Kini ibu telah tiada sejak lama, sejak mengetahui bahwa bapak sudah beristeri lagi selain ibu. Itu kejam Pak! Bagiku, bagi ibu dan bagi adik-adikku. Dan membuat hati ini sangat enggan untuk mengeluarkan kata maaf atau berkeinginan membahas masalah itu lagi, hanya sekedar untuk mencari penjelasan yang sesungguhnya dari Bapak.

Tidak.

Aku takut Bapak menemukan penjelasan untuk menghapus kesalahan Bapak itu. Baik aku atau adik-adikku yang kini sudah beranjak dewasa masih saja tak mengerti sikap ini. Bahkan kini aku baru saja menjadi seorang ayah -dari cucumu, Pak!-,

Oh Tuhan, maafkan hambaMu ini.

Andai saja ada alasan yang membuat anak ini untuk tidak menjadi cucu dari ayahku, maka akan kugunakan sebaik mungkin alasan itu. Aku tak mau anakku tertitis dari darah orang yang telah menyakiti ibuku dulu, meski ia adalah Bapak. Ayahku. Sayang. Alasan itu tak kan pernah ada.

Apa Bapak tau? Itu harapanku saat jabang itu masih nyenyak dalam dekapan rahim ibunya, isteriku. Meski tak pernah terlantun dalam alunan doaku, namun harapan itu begitu nyata dalam lintasan batinku kala itu. Kenapa seperti itu?! Alasannya Cuma satu; aku masih membenci Bapak!

Aku belum bisa melupakan betapa dunia ini seakan menjadi gelap seketika. Dan aku merasa seperti berada di hutan belantara atau gurun sahara atau apa sajalah, tempat yang sangat asing bagiku, ditinggalkan oleh orang-orang yang menjadikanku merasa aman. Entahlah! Siapa orang itu. Ibu, mungkin. Ya, Ibu.

Saat itu aku sudah tak sanggup lagi menyeka air mataku yang sudah hampir habis, tak mampu mengelus dadaku yang ringkih karena kurang makan –Bapak sudah lama tak memberi uang untuk biaya hidup kami, hingga pada hari itu. Hari di mana aku hanya mampu menangis sambil memeluk adik-adiku, karena ibu sudah tinggal jasad saja. Bahkan Bapak tak menyaksikan hembusan napas terakhir Ibu.

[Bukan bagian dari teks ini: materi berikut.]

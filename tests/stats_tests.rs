// Copyright (c) 2025 Soumyadip Sarkar.
// All rights reserved.
//
// This source code is licensed under the license found in the
// LICENSE file in the root directory of this source tree.

use chrono::NaiveDate;
use rust_decimal::Decimal;

use outlay::models::{Category, Expense};
use outlay::stats;

fn expense(id: &str, amount: &str, category: Category) -> Expense {
    Expense {
        id: id.to_string(),
        title: format!("expense {}", id),
        amount: amount.parse::<Decimal>().unwrap(),
        category,
        date: NaiveDate::from_ymd_opt(2024, 1, 15).unwrap(),
        owner: "demo".to_string(),
    }
}

fn dec(s: &str) -> Decimal {
    s.parse().unwrap()
}

#[test]
fn demo_scenario_totals() {
    let expenses = vec![
        expense("1", "85.50", Category::Food),
        expense("2", "45.00", Category::Transport),
        expense("3", "15.99", Category::Entertainment),
    ];
    let refs: Vec<&Expense> = expenses.iter().collect();
    assert_eq!(stats::total(&refs), dec("146.49"));
    assert_eq!(stats::average(&refs), dec("48.83"));
    assert_eq!(stats::top_category(&refs), Some(Category::Food));
}

#[test]
fn empty_sequence_degrades_to_zero() {
    let refs: Vec<&Expense> = Vec::new();
    assert_eq!(stats::total(&refs), Decimal::ZERO);
    assert_eq!(stats::average(&refs), Decimal::ZERO);
    assert_eq!(stats::top_category(&refs), None);
    assert!(stats::chart_slices(&refs).is_empty());
}

#[test]
fn total_matches_category_breakdown() {
    let expenses = vec![
        expense("1", "10.00", Category::Food),
        expense("2", "20.50", Category::Food),
        expense("3", "5.25", Category::Bills),
        expense("4", "3.00", Category::Others),
    ];
    let refs: Vec<&Expense> = expenses.iter().collect();
    let breakdown = stats::by_category(&refs);
    let summed: Decimal = breakdown.values().copied().sum();
    assert_eq!(summed, stats::total(&refs));
    assert_eq!(breakdown[&Category::Food], dec("30.50"));
    assert_eq!(breakdown.len(), 3);
}

#[test]
fn top_category_tie_breaks_in_canonical_order() {
    // Bills and Transport tie; Transport comes first in the canonical order.
    let expenses = vec![
        expense("1", "40.00", Category::Bills),
        expense("2", "40.00", Category::Transport),
        expense("3", "1.00", Category::Others),
    ];
    let refs: Vec<&Expense> = expenses.iter().collect();
    assert_eq!(stats::top_category(&refs), Some(Category::Transport));
}

#[test]
fn slices_carry_share_color_and_canonical_order() {
    let expenses = vec![
        expense("1", "25.00", Category::Bills),
        expense("2", "75.00", Category::Food),
    ];
    let refs: Vec<&Expense> = expenses.iter().collect();
    let slices = stats::chart_slices(&refs);
    assert_eq!(slices.len(), 2);
    // Canonical order, not insertion order.
    assert_eq!(slices[0].category, Category::Food);
    assert_eq!(slices[0].percent, dec("75"));
    assert_eq!(slices[0].color, "#f97316");
    assert_eq!(slices[1].category, Category::Bills);
    assert_eq!(slices[1].percent, dec("25"));
}

#[test]
fn slice_percentages_sum_to_one_hundred() {
    let expenses = vec![
        expense("1", "33.33", Category::Food),
        expense("2", "33.33", Category::Transport),
        expense("3", "33.34", Category::Healthcare),
    ];
    let refs: Vec<&Expense> = expenses.iter().collect();
    let summed: Decimal = stats::chart_slices(&refs).iter().map(|s| s.percent).sum();
    let drift = (summed - Decimal::from(100)).abs();
    assert!(drift < dec("0.0001"), "percent sum drifted: {}", summed);
}

#[test]
fn zero_amount_expenses_yield_no_slices() {
    let expenses = vec![expense("1", "0.00", Category::Food)];
    let refs: Vec<&Expense> = expenses.iter().collect();
    assert!(stats::chart_slices(&refs).is_empty());
    assert_eq!(stats::average(&refs), Decimal::ZERO);
}
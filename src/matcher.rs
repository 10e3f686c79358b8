//! Pattern matching of resolved argument values.
//!
//! Comparison follows the runtime shape of both sides, never the declared
//! argument type: strings are regex searches, numbers and booleans compare by
//! equality, arrays and mappings compare element by element.

use regex::Regex;
use serde_json::{Map, Number, Value};

use crate::template::{ActionSet, MatchRule};

/// How two mappings are paired up.
#[derive(Debug, Clone, Copy, Default, PartialEq, Eq)]
pub enum MappingComparison {
    /// The i-th entry of the value is compared with the i-th entry of the
    /// pattern, keys included. Sensitive to key order.
    #[default]
    Positional,
    /// Each pattern key is looked up in the value.
    ByKey,
}

/// When a `{default: ...}` rule fires.
#[derive(Debug, Clone, Copy, Default, PartialEq, Eq)]
pub enum DefaultRule {
    /// Every default rule fires, whatever its position and whatever matched.
    #[default]
    Always,
    /// Default rules fire only when no pattern rule of the list matched.
    Fallback,
}

#[derive(Debug, Clone, Copy, Default, PartialEq, Eq)]
pub struct MatchOptions {
    pub mappings: MappingComparison,
    pub default_rule: DefaultRule,
}

/// Matches `value` against `pattern` with the default options.
pub fn matches(value: &Value, pattern: &Value) -> bool {
    matches_with(value, pattern, &MatchOptions::default())
}

pub fn matches_with(value: &Value, pattern: &Value, options: &MatchOptions) -> bool {
    match (value, pattern) {
        (Value::String(value), Value::String(pattern)) => matches_regex(value, pattern),
        (Value::Number(value), Value::Number(pattern)) => numbers_equal(value, pattern),
        (Value::Bool(value), Value::Bool(pattern)) => value == pattern,
        (Value::Array(values), Value::Array(patterns)) => {
            values.len() == patterns.len()
                && values.iter().zip(patterns).all(|(v, p)| matches_with(v, p, options))
        }
        (Value::Object(values), Value::Object(patterns)) => match options.mappings {
            MappingComparison::Positional => matches_positional(values, patterns, options),
            MappingComparison::ByKey => matches_by_key(values, patterns, options),
        },
        _ => false,
    }
}

fn matches_regex(value: &str, pattern: &str) -> bool {
    match Regex::new(pattern) {
        Ok(regex) => regex.is_match(value),
        Err(e) => {
            log::warn!("Pattern '{pattern}' is not a valid regular expression: {e}");
            false
        }
    }
}

fn numbers_equal(a: &Number, b: &Number) -> bool {
    match (a.as_i64(), b.as_i64()) {
        (Some(a), Some(b)) => a == b,
        _ => match (a.as_u64(), b.as_u64()) {
            (Some(a), Some(b)) => a == b,
            _ => a.as_f64() == b.as_f64(),
        },
    }
}

fn matches_positional(
    values: &Map<String, Value>,
    patterns: &Map<String, Value>,
    options: &MatchOptions,
) -> bool {
    values.len() == patterns.len()
        && values.iter().zip(patterns).all(|((key, value), (pattern_key, pattern))| {
            key == pattern_key && matches_with(value, pattern, options)
        })
}

fn matches_by_key(
    values: &Map<String, Value>,
    patterns: &Map<String, Value>,
    options: &MatchOptions,
) -> bool {
    values.len() == patterns.len()
        && patterns.iter().all(|(key, pattern)| {
            values.get(key).is_some_and(|value| matches_with(value, pattern, options))
        })
}

/// Walks `rules` in order and returns the action sets that fire for `value`.
pub fn select_actions<'a>(
    value: &Value,
    rules: &'a [MatchRule],
    options: &MatchOptions,
) -> Vec<&'a ActionSet> {
    let pattern_hits: Vec<bool> = rules
        .iter()
        .map(|rule| match rule {
            MatchRule::Pattern(rule) => matches_with(value, &rule.pattern, options),
            MatchRule::Default(_) => false,
        })
        .collect();
    let any_pattern_hit = pattern_hits.iter().any(|hit| *hit);

    rules
        .iter()
        .zip(pattern_hits)
        .filter_map(|(rule, hit)| match rule {
            MatchRule::Pattern(rule) if hit => Some(&rule.then),
            MatchRule::Pattern(_) => None,
            MatchRule::Default(rule) => match options.default_rule {
                DefaultRule::Always => Some(&rule.default),
                DefaultRule::Fallback if !any_pattern_hit => Some(&rule.default),
                DefaultRule::Fallback => None,
            },
        })
        .collect()
}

Saat itu aku malah bersyukur Bapak tidak ada, saat orang-orang yang berdatangan memutuskan bahwa Ibu memang sudah tidak ada. Mungkin ruhnya sudah bebas meninggalkan jasadnya yang penuh dera siksaan perasaan dari suami yang kawin lagi. Padahal, dalam tubuh yang kaku dengan keadaan terduduk itu ada seorang bayi, adikku. Hingga aku pun tak sanggup mengangkat manusia mungil yang mulai kebingungan itu dari dekapan ibundanya yang sudah tak bernyawa. Tubuhku lemas seketika, seperti tak bertulang. Tak terbayang semua hari yang masih tersisa sangat jauh untuk kujalani. Relakah aku dengan semua ini? Aku sendiri tak tahu. Biarlah Tuhan yang menilai.

Jika Bapak ada di situ pada waktu itu, aku takut Bapak malah bersorak ria mengacungkan bendera kemenangan. Itu kekhawatiran yang tak terelakkan, Pak! Sangat pelak! Meski pada kenyatannya Bapak langsung memeluk aku dan adik-adikku ketika datang.

Dari mana, Pak?! Dari rumah isteri muda?! Kurang ajar kau, Pak! Kenapa masih berani datang?! Hah?!

Sayang sekali kata-kata itu tersekat oleh rasa sedih yang tak tertanggungkan lagi. Dan, rasa dendam.

Rasa benci dan dendam yang dulu terus menyayat keping hatiku itu sudah menjadi ‘kebiasaan’ dan sikap wajarku terhadapmu, Pak!

Hingga kini, aku sudah berkeluarga. Setelah kematian Ibu, Bapak memutuskan untuk menceraikan isteri muda sundal itu. Entah siapa namanya.

Dan mungkin, Bapak pikir dengan demikian Bapak bisa menjelma menjadi orang yang termaafkan kesalahannya begitu saja? Sama sekali tidak! Betapa tak punya hatinya dirimu, Pak! Didiamkan oleh anak-anakmu selama bertahun-tahunpun mungkin tak kan pernah cukup tuk menebus kesalahanmu.[]

*****

Astaghfirullah...

Tapi itu dulu, Pak. Tepatnya sejak sebulan yang lalu. Sejak kelahiran anak pertamaku. Kelahiran cucumu, Pak. Aku tak tahu harus berkata apa. Aku hanya ingin kau memelukku dan mengatakan ‘Bapak sayang kalian semua, Bapak rindu kalian semua’.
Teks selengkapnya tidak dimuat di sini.